Faut-il s'inquiéter pour la Grèce ? Et de manière plus générale d'un krach obligataire mondial ? Après tout, les États sont des spécialistes de la faillite. Depuis le début du XIXe s., l'Espagne a fait faillite 13 fois, l'Allemagne et la France 8 fois, le Portugal 6 fois et la Grèce 5 fois (soit tout de même 50,5 années de faillite pour la seule Grèce). Et pourtant, ces États sont toujours bel et bien là. Les problèmes de financement de la Grèce pourraient donc rester localisés et ne pas avoir d'effet de contagion au reste des pays.

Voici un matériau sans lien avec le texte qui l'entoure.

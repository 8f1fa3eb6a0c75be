//! 基于 JSON 文件的持久化存储
//!
//! 每个文档一个文件：
//!
//! ```text
//! <root>/submissions/<id>.json
//! <root>/feedback/<id>.json
//! ```
//!
//! 写入先落到临时文件再 rename，保证单个文档的写入是原子的。

use std::path::{Path, PathBuf};

use async_trait::async_trait;
use serde::de::DeserializeOwned;
use serde::Serialize;
use tokio::fs;
use tracing::{debug, warn};
use uuid::Uuid;

use crate::error::StoreError;
use crate::infrastructure::durable_store::{DurableStore, StoreResult};
use crate::models::{Feedback, Submission};

const SUBMISSIONS_DIR: &str = "submissions";
const FEEDBACK_DIR: &str = "feedback";

/// JSON 文件文档存储
pub struct JsonFileStore {
    root: PathBuf,
}

impl JsonFileStore {
    /// 打开（必要时创建）存储目录
    pub async fn open(root: impl Into<PathBuf>) -> StoreResult<Self> {
        let root = root.into();
        for dir in [SUBMISSIONS_DIR, FEEDBACK_DIR] {
            let path = root.join(dir);
            fs::create_dir_all(&path)
                .await
                .map_err(|e| StoreError::io(path.display().to_string(), e))?;
        }
        debug!("持久化存储目录: {}", root.display());
        Ok(Self { root })
    }

    pub fn root(&self) -> &Path {
        &self.root
    }

    fn document_path(&self, collection: &str, id: Uuid) -> PathBuf {
        self.root.join(collection).join(format!("{}.json", id))
    }

    async fn write_document<T: Serialize>(&self, collection: &str, id: Uuid, doc: &T) -> StoreResult<()> {
        let path = self.document_path(collection, id);
        let tmp = path.with_extension("json.tmp");
        let bytes = serde_json::to_vec_pretty(doc)?;

        fs::write(&tmp, bytes)
            .await
            .map_err(|e| StoreError::io(tmp.display().to_string(), e))?;
        fs::rename(&tmp, &path)
            .await
            .map_err(|e| StoreError::io(path.display().to_string(), e))?;
        Ok(())
    }

    async fn read_document<T: DeserializeOwned>(&self, collection: &str, id: Uuid) -> StoreResult<Option<T>> {
        let path = self.document_path(collection, id);
        match fs::read(&path).await {
            Ok(bytes) => Ok(Some(serde_json::from_slice(&bytes)?)),
            Err(e) if e.kind() == std::io::ErrorKind::NotFound => Ok(None),
            Err(e) => Err(StoreError::io(path.display().to_string(), e)),
        }
    }

    async fn delete_document(&self, collection: &str, id: Uuid) -> StoreResult<bool> {
        let path = self.document_path(collection, id);
        match fs::remove_file(&path).await {
            Ok(()) => Ok(true),
            Err(e) if e.kind() == std::io::ErrorKind::NotFound => Ok(false),
            Err(e) => Err(StoreError::io(path.display().to_string(), e)),
        }
    }

    /// 读取集合中的所有文档
    ///
    /// 损坏的文件只记录警告并跳过，否则一个坏文档会让整个重建失败
    async fn read_collection<T: DeserializeOwned>(&self, collection: &str) -> StoreResult<Vec<T>> {
        let dir = self.root.join(collection);
        let mut entries = fs::read_dir(&dir)
            .await
            .map_err(|e| StoreError::io(dir.display().to_string(), e))?;

        let mut docs = Vec::new();
        while let Some(entry) = entries
            .next_entry()
            .await
            .map_err(|e| StoreError::io(dir.display().to_string(), e))?
        {
            let path = entry.path();
            if path.extension().and_then(|s| s.to_str()) != Some("json") {
                continue;
            }
            let bytes = fs::read(&path)
                .await
                .map_err(|e| StoreError::io(path.display().to_string(), e))?;
            match serde_json::from_slice(&bytes) {
                Ok(doc) => docs.push(doc),
                Err(e) => warn!("⚠️ 跳过损坏的文档 {}: {}", path.display(), e),
            }
        }
        Ok(docs)
    }
}

#[async_trait]
impl DurableStore for JsonFileStore {
    async fn insert_submission(&self, submission: &Submission) -> StoreResult<()> {
        if fs::try_exists(self.document_path(SUBMISSIONS_DIR, submission.id))
            .await
            .unwrap_or(false)
        {
            return Err(StoreError::Duplicate(submission.id));
        }
        self.write_document(SUBMISSIONS_DIR, submission.id, submission).await
    }

    async fn replace_submission(&self, submission: &Submission) -> StoreResult<()> {
        if !fs::try_exists(self.document_path(SUBMISSIONS_DIR, submission.id))
            .await
            .unwrap_or(false)
        {
            return Err(StoreError::NotFound(submission.id));
        }
        self.write_document(SUBMISSIONS_DIR, submission.id, submission).await
    }

    async fn delete_submission(&self, id: Uuid) -> StoreResult<bool> {
        self.delete_document(SUBMISSIONS_DIR, id).await
    }

    async fn find_submission(&self, id: Uuid) -> StoreResult<Option<Submission>> {
        self.read_document(SUBMISSIONS_DIR, id).await
    }

    async fn find_submissions_by_student(&self, student_id: Uuid) -> StoreResult<Vec<Submission>> {
        let all: Vec<Submission> = self.read_collection(SUBMISSIONS_DIR).await?;
        Ok(all.into_iter().filter(|s| s.student_id == student_id).collect())
    }

    async fn all_submissions(&self) -> StoreResult<Vec<Submission>> {
        self.read_collection(SUBMISSIONS_DIR).await
    }

    async fn upsert_feedback(&self, feedback: &Feedback) -> StoreResult<()> {
        self.write_document(FEEDBACK_DIR, feedback.submission_id, feedback).await
    }

    async fn delete_feedback(&self, submission_id: Uuid) -> StoreResult<bool> {
        self.delete_document(FEEDBACK_DIR, submission_id).await
    }

    async fn find_feedback(&self, submission_id: Uuid) -> StoreResult<Option<Feedback>> {
        self.read_document(FEEDBACK_DIR, submission_id).await
    }

    async fn find_feedback_by_student(&self, student_id: Uuid) -> StoreResult<Vec<Feedback>> {
        let all: Vec<Feedback> = self.read_collection(FEEDBACK_DIR).await?;
        Ok(all.into_iter().filter(|f| f.student_id == student_id).collect())
    }

    async fn all_feedback(&self) -> StoreResult<Vec<Feedback>> {
        self.read_collection(FEEDBACK_DIR).await
    }
}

Pourtant trois facteurs nous font penser que la crise des déficits grecque pourrait s'étendre, comme celle des subprime.
La contagion
Au départ, ce n'est pas grand-chose. Comme
pour les subprime. Tout a commencé avec des soucis sur le
marché immobilier américain. Ennuyeux pour les personnes concernées,
mais pas mortel pour l'économie. Puis, la crise s'est étendue – par le
biais des titrisations de crédits – au marché des dérivés de crédits,
puis au marché actions, puis au système bancaire, puis, dans un
magnifique krach, à l'économie toute entière.
C'est ce qui se passe en ce moment. A peine les ennuis de la Grèce avaient-ils commencé que l'Italie, le Portugal, l'Espagne ou l'Irlande étaient sur la sellette. Mêmes causes (déficit, endettement), même conséquences (crainte d'une faillite). Et certains économistes, un peu plus lucides que la majorité, commencent maintenant à dénoncer ce que nous signalons depuis des années : l'endettement délirant des États-Unis ou du Japon.
La cupidité
Monsieur le Marché est maintenant habitué à un flot d'argent facile.

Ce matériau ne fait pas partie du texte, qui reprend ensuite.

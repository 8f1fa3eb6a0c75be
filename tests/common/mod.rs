//! 集成测试共用的替身实现
#![allow(dead_code)]

use std::collections::VecDeque;
use std::sync::atomic::{AtomicBool, Ordering};
use std::sync::{Arc, Mutex};
use std::time::Duration;

use async_trait::async_trait;
use uuid::Uuid;

use submission_grading::clients::{GradingPrompt, GradingProvider};
use submission_grading::error::{ProviderError, StoreError};
use submission_grading::infrastructure::{DurableStore, MemoryStore, StoreResult};
use submission_grading::services::{EvaluationService, InMemoryNotifier};
use submission_grading::{Feedback, GradingFlow, ReplicatedState, Submission, SubmissionLifecycle};

/// 符合格式要求的评分回复
pub fn grade_json(grade: i64, problems: &[&str]) -> String {
    serde_json::json!({
        "Grade": grade,
        "IdentifiedErrors": problems,
        "ImprovementSuggestions": ["write more tests"],
        "FurtherRecommendations": ["read the style guide"],
    })
    .to_string()
}

/// 按顺序返回预设回复的评分服务，预设用完后重复最后一个回复
pub struct ScriptedProvider {
    replies: Mutex<VecDeque<Result<String, ProviderError>>>,
    last: Mutex<Option<Result<String, ProviderError>>>,
    prompts: Mutex<Vec<GradingPrompt>>,
    delay: Duration,
}

impl ScriptedProvider {
    pub fn new(replies: Vec<Result<String, ProviderError>>) -> Self {
        Self {
            replies: Mutex::new(replies.into()),
            last: Mutex::new(None),
            prompts: Mutex::new(Vec::new()),
            delay: Duration::ZERO,
        }
    }

    pub fn always(grade: i64) -> Self {
        Self::new(vec![Ok(grade_json(grade, &["naming"]))])
    }

    pub fn with_delay(mut self, delay: Duration) -> Self {
        self.delay = delay;
        self
    }

    pub fn prompts(&self) -> Vec<GradingPrompt> {
        self.prompts.lock().unwrap().clone()
    }
}

fn clone_reply(reply: &Result<String, ProviderError>) -> Result<String, ProviderError> {
    match reply {
        Ok(body) => Ok(body.clone()),
        Err(ProviderError::BadStatus(code)) => Err(ProviderError::BadStatus(*code)),
        Err(ProviderError::Timeout(d)) => Err(ProviderError::Timeout(*d)),
        Err(ProviderError::EmptyResponse) => Err(ProviderError::EmptyResponse),
        Err(other) => Err(ProviderError::RequestFailed(other.to_string())),
    }
}

#[async_trait]
impl GradingProvider for ScriptedProvider {
    async fn complete(&self, prompt: &GradingPrompt) -> Result<String, ProviderError> {
        self.prompts.lock().unwrap().push(prompt.clone());
        if !self.delay.is_zero() {
            tokio::time::sleep(self.delay).await;
        }

        let next = self.replies.lock().unwrap().pop_front();
        let mut last = self.last.lock().unwrap();
        match next {
            Some(reply) => {
                let out = clone_reply(&reply);
                *last = Some(reply);
                out
            }
            None => match last.as_ref() {
                Some(reply) => clone_reply(reply),
                None => Err(ProviderError::EmptyResponse),
            },
        }
    }

    fn name(&self) -> &str {
        "scripted"
    }
}

/// 可以按需让写入或删除失败的持久化存储
#[derive(Default)]
pub struct FlakyStore {
    inner: MemoryStore,
    fail_writes: AtomicBool,
    fail_deletes: AtomicBool,
}

impl FlakyStore {
    pub fn new() -> Self {
        Self::default()
    }

    pub fn fail_writes(&self, fail: bool) {
        self.fail_writes.store(fail, Ordering::SeqCst);
    }

    pub fn fail_deletes(&self, fail: bool) {
        self.fail_deletes.store(fail, Ordering::SeqCst);
    }

    fn check_write(&self) -> StoreResult<()> {
        if self.fail_writes.load(Ordering::SeqCst) {
            return Err(StoreError::Unavailable("写入被禁用".to_string()));
        }
        Ok(())
    }

    fn check_delete(&self) -> StoreResult<()> {
        if self.fail_deletes.load(Ordering::SeqCst) {
            return Err(StoreError::Unavailable("删除被禁用".to_string()));
        }
        Ok(())
    }
}

#[async_trait]
impl DurableStore for FlakyStore {
    async fn insert_submission(&self, submission: &Submission) -> StoreResult<()> {
        self.check_write()?;
        self.inner.insert_submission(submission).await
    }

    async fn replace_submission(&self, submission: &Submission) -> StoreResult<()> {
        self.check_write()?;
        self.inner.replace_submission(submission).await
    }

    async fn delete_submission(&self, id: Uuid) -> StoreResult<bool> {
        self.check_delete()?;
        self.inner.delete_submission(id).await
    }

    async fn find_submission(&self, id: Uuid) -> StoreResult<Option<Submission>> {
        self.inner.find_submission(id).await
    }

    async fn find_submissions_by_student(&self, student_id: Uuid) -> StoreResult<Vec<Submission>> {
        self.inner.find_submissions_by_student(student_id).await
    }

    async fn all_submissions(&self) -> StoreResult<Vec<Submission>> {
        self.inner.all_submissions().await
    }

    async fn upsert_feedback(&self, feedback: &Feedback) -> StoreResult<()> {
        self.check_write()?;
        self.inner.upsert_feedback(feedback).await
    }

    async fn delete_feedback(&self, submission_id: Uuid) -> StoreResult<bool> {
        self.check_delete()?;
        self.inner.delete_feedback(submission_id).await
    }

    async fn find_feedback(&self, submission_id: Uuid) -> StoreResult<Option<Feedback>> {
        self.inner.find_feedback(submission_id).await
    }

    async fn find_feedback_by_student(&self, student_id: Uuid) -> StoreResult<Vec<Feedback>> {
        self.inner.find_feedback_by_student(student_id).await
    }

    async fn all_feedback(&self) -> StoreResult<Vec<Feedback>> {
        self.inner.all_feedback().await
    }
}

/// 装配好的测试环境
pub struct Harness {
    pub durable: Arc<FlakyStore>,
    pub state: Arc<ReplicatedState>,
    pub notifier: Arc<InMemoryNotifier>,
    pub provider: Arc<ScriptedProvider>,
    pub lifecycle: Arc<SubmissionLifecycle>,
    pub flow: GradingFlow,
}

impl Harness {
    pub fn new(provider: ScriptedProvider) -> Self {
        Self::with_timeout(provider, Duration::from_secs(2))
    }

    pub fn with_timeout(provider: ScriptedProvider, timeout: Duration) -> Self {
        let durable = Arc::new(FlakyStore::new());
        let state = Arc::new(ReplicatedState::with_replicas(2));
        let notifier = Arc::new(InMemoryNotifier::new());
        let provider = Arc::new(provider);

        let lifecycle = Arc::new(SubmissionLifecycle::new(durable.clone(), state.clone(), notifier.clone()));
        let evaluator = EvaluationService::new(provider.clone(), timeout);
        let flow = GradingFlow::new(lifecycle.clone(), evaluator, notifier.clone());

        Self {
            durable,
            state,
            notifier,
            provider,
            lifecycle,
            flow,
        }
    }
}
//! 批量评分处理器 - 编排层
//!
//! ## 职责
//!
//! 本模块是整个应用的入口，负责批量评分和资源管理。
//!
//! ## 核心功能
//!
//! 1. **应用初始化**：打开持久化存储、创建复制状态、选择评分服务
//! 2. **启动屏障**：先从持久化存储重建复制状态，再接收任何请求
//! 3. **批量加载**：扫描收件箱中的 TOML 提交请求
//! 4. **并发控制**：使用 Semaphore 限制同时评分的数量
//! 5. **全局统计**：汇总所有反馈的统计信息
//!
//! ## 设计特点
//!
//! - **顶层编排**：不处理单个提交的细节
//! - **资源所有者**：唯一创建存储和评分服务的模块
//! - **向下委托**：委托 `GradingFlow` 处理单个提交

use std::path::{Path, PathBuf};
use std::sync::Arc;

use anyhow::{Context, Result};
use futures::future::join_all;
use tokio::sync::Semaphore;
use tokio::task::JoinHandle;
use tracing::{debug, error, info, warn};

use crate::clients::{GradingProvider, LlmClient, OllamaClient};
use crate::config::{Config, ProviderKind};
use crate::error::AppError;
use crate::infrastructure::{JsonFileStore, ReplicatedState};
use crate::models::{self, SubmissionStatus, SubmitRequest};
use crate::services::{aggregate, EvaluationService, InMemoryNotifier, SettingsService, StatisticsSnapshot};
use crate::utils::logging::{log_startup, log_submissions_loaded, print_final_stats};
use crate::workflow::{GradingFlow, SubmissionLifecycle};

/// 应用主结构
pub struct App {
    config: Config,
    lifecycle: Arc<SubmissionLifecycle>,
    flow: Arc<GradingFlow>,
    notifier: Arc<InMemoryNotifier>,
}

impl App {
    /// 初始化应用
    ///
    /// 返回前已经完成复制状态的重建
    pub async fn initialize(config: Config) -> Result<Self> {
        log_startup(&config);

        let durable = JsonFileStore::open(&config.data_dir)
            .await
            .with_context(|| format!("无法打开数据目录: {}", config.data_dir))?;
        let state = Arc::new(ReplicatedState::with_replicas(config.replica_count));
        let notifier = Arc::new(InMemoryNotifier::new());

        let lifecycle = Arc::new(SubmissionLifecycle::new(
            Arc::new(durable),
            state.clone(),
            notifier.clone(),
        ));

        SettingsService::new(state)
            .seed(config.grading.clone(), config.max_submissions_per_student)
            .await
            .context("初始设置无效")?;

        let evaluator = EvaluationService::new(build_provider(&config), config.provider_timeout());
        let flow = Arc::new(GradingFlow::new(lifecycle.clone(), evaluator, notifier.clone()));

        // 启动屏障：重建完成前不处理任何提交
        lifecycle.reload().await.context("启动时重建复制状态失败")?;

        Ok(Self {
            config,
            lifecycle,
            flow,
            notifier,
        })
    }

    pub fn lifecycle(&self) -> &Arc<SubmissionLifecycle> {
        &self.lifecycle
    }

    pub fn flow(&self) -> &Arc<GradingFlow> {
        &self.flow
    }

    /// 运行应用主逻辑
    pub async fn run(&self) -> Result<StatisticsSnapshot> {
        let event_logger = self.spawn_event_logger();

        let pending = self.resume_pending().await?;
        let inbox = self.load_inbox().await?;

        if inbox.is_empty() && pending.is_empty() {
            warn!("⚠️ 没有找到待评分的提交");
        } else {
            log_submissions_loaded(inbox.len() + pending.len(), self.config.max_concurrent_submissions);
        }

        let semaphore = Arc::new(Semaphore::new(self.config.max_concurrent_submissions.max(1)));
        let mut handles = Vec::new();
        for submission_id in pending {
            handles.push(self.spawn_job(semaphore.clone(), Job::Resume(submission_id)));
        }
        for (path, request) in inbox {
            handles.push(self.spawn_job(semaphore.clone(), Job::Inbox(path, request)));
        }

        let mut success = 0;
        let mut failed = 0;
        for result in join_all(handles).await {
            match result {
                Ok(true) => success += 1,
                Ok(false) => failed += 1,
                Err(e) => {
                    error!("任务执行失败: {}", e);
                    failed += 1;
                }
            }
        }

        let feedback = self.lifecycle.all_feedback().await;
        let snapshot = aggregate(&feedback, self.config.stats_scale.into());
        print_final_stats(success, failed, &snapshot);

        event_logger.abort();
        Ok(snapshot)
    }

    /// 上次运行中已创建但尚未评分的提交
    ///
    /// 停留在评分中状态的提交先通过重建恢复为 `Created`，再一并评分
    async fn resume_pending(&self) -> Result<Vec<uuid::Uuid>> {
        let stuck = self.lifecycle.submissions_by_status(SubmissionStatus::Evaluating).await;
        if !stuck.is_empty() {
            warn!("⚠️ 有 {} 个提交停留在评分中状态，重建后重新评分", stuck.len());
            let summary = self.lifecycle.reload().await.context("恢复评分中的提交失败")?;
            info!("✓ 已恢复 {} 个提交", summary.recovered);
        }

        Ok(self
            .lifecycle
            .submissions_by_status(SubmissionStatus::Created)
            .await
            .into_iter()
            .map(|s| s.id)
            .collect())
    }

    /// 加载收件箱
    async fn load_inbox(&self) -> Result<Vec<(PathBuf, SubmitRequest)>> {
        let folder = &self.config.inbox_folder;
        if !tokio::fs::try_exists(folder).await.unwrap_or(false) {
            warn!("⚠️ 收件箱目录不存在: {}", folder);
            return Ok(Vec::new());
        }

        info!("\n📁 正在扫描收件箱...");
        models::load_all_submission_requests(folder).await
    }

    fn spawn_job(&self, semaphore: Arc<Semaphore>, job: Job) -> JoinHandle<bool> {
        let flow = self.flow.clone();

        tokio::spawn(async move {
            let Ok(_permit) = semaphore.acquire_owned().await else {
                return false;
            };

            match job {
                Job::Resume(submission_id) => grade_submission(&flow, submission_id).await,
                Job::Inbox(path, request) => process_inbox_file(&flow, &path, request).await,
            }
        })
    }

    /// 订阅全部事件并写入调试日志
    fn spawn_event_logger(&self) -> JoinHandle<()> {
        let mut subscription = self.notifier.subscribe(&[]);
        tokio::spawn(async move {
            while let Some(event) = subscription.recv().await {
                debug!(
                    kind = ?event.kind,
                    submission = ?event.submission_id,
                    status = ?event.status,
                    grade = ?event.grade,
                    "📣 {}",
                    event.title
                );
            }
        })
    }
}

/// 单个评分任务
enum Job {
    /// 复制状态中已存在的提交
    Resume(uuid::Uuid),
    /// 收件箱中的新提交
    Inbox(PathBuf, SubmitRequest),
}

/// 处理收件箱中的一个文件
///
/// 提交创建成功后立即标记文件已处理，之后的评分失败由下次启动时的恢复流程接手，
/// 不会重复创建提交。
async fn process_inbox_file(flow: &GradingFlow, path: &Path, request: SubmitRequest) -> bool {
    let submission = match flow.lifecycle().submit(request).await {
        Ok(submission) => submission,
        Err(e) => {
            log_job_error(&path.display().to_string(), &e);
            return false;
        }
    };

    if let Err(e) = models::mark_processed(path).await {
        warn!("⚠️ 无法标记已处理文件 {}: {:#}", path.display(), e);
    }

    grade_submission(flow, submission.id).await
}

async fn grade_submission(flow: &GradingFlow, submission_id: uuid::Uuid) -> bool {
    match flow.run(submission_id).await {
        Ok(outcome) => outcome.status == SubmissionStatus::Graded,
        Err(e) => {
            log_job_error(&submission_id.to_string(), &e);
            false
        }
    }
}

/// 输入问题记为警告，其余记为错误
fn log_job_error(target: &str, err: &AppError) {
    if err.is_validation() {
        warn!("⚠️ {} 被拒绝: {}", target, err);
    } else {
        error!("❌ {} 处理失败: {}", target, err);
    }
}

/// 根据配置选择评分服务
fn build_provider(config: &Config) -> Arc<dyn GradingProvider> {
    match config.provider {
        ProviderKind::OpenAi => {
            if config.llm_api_key.is_empty() {
                warn!("⚠️ 未设置 LLM_API_KEY，评分请求可能被拒绝");
            }
            Arc::new(LlmClient::new(config))
        }
        ProviderKind::Ollama => Arc::new(OllamaClient::new(config)),
    }
}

Il y a pris goût et il en veut toujours plus. Pouvons-nous vraiment le
blâmer ? Après tout, on a offert aux investisseurs de l'argent sur un
plateau d'argent. Ils s'en sont servis. Normal.
Aujourd'hui, les investisseurs se jettent sur les obligations grecques – l'émission d'obligations à 10 ans pour 5 milliards d'euros a été un véritable succès – les pensant vraiment sûres car garanties par la France ou l'Allemagne. Et en plus, elles offrent un attractif rendement à plus de 6%. Conclusion, comme pour les subprime, la cupidité règne sur les marchés et les investisseurs privilégient toujours le rendement à la sécurité. Ils vont se brûler les ailes avec le marché de la dette souveraine.
La malhonnêteté
C'est le plus flagrant des points communs
entre l'actuelle crise obligataire et celle des subprime. Le
système financier tout en entier repose sur l'avis émis par les agences
de notation. Elles ont estampillés "AAA" – soit normalement les
investissements les plus sûrs – les plus risqués des titrisations ou
des fonds spéculatifs, comme celui de Madoff. Elles ont préféré oublier
que les titrisations de crédits reposaient sur des crédits
ultra-risqués accordés à des ménages qui ne pourraient jamais
rembourser.
Aujourd'hui, elles feignent d'ignorer le déficit de pays comme le Royaume-Uni, le Japon ou les États-Unis. Leurs dettes souveraines se voient toujours accorder le fameux AAA. Et pourtant les signes de fissures ne manquent pas : les grands fonds se désengagent des obligations d'État et les obligations d'entreprises sont considérées par les assureurs comme bien plus sûres que les souveraines...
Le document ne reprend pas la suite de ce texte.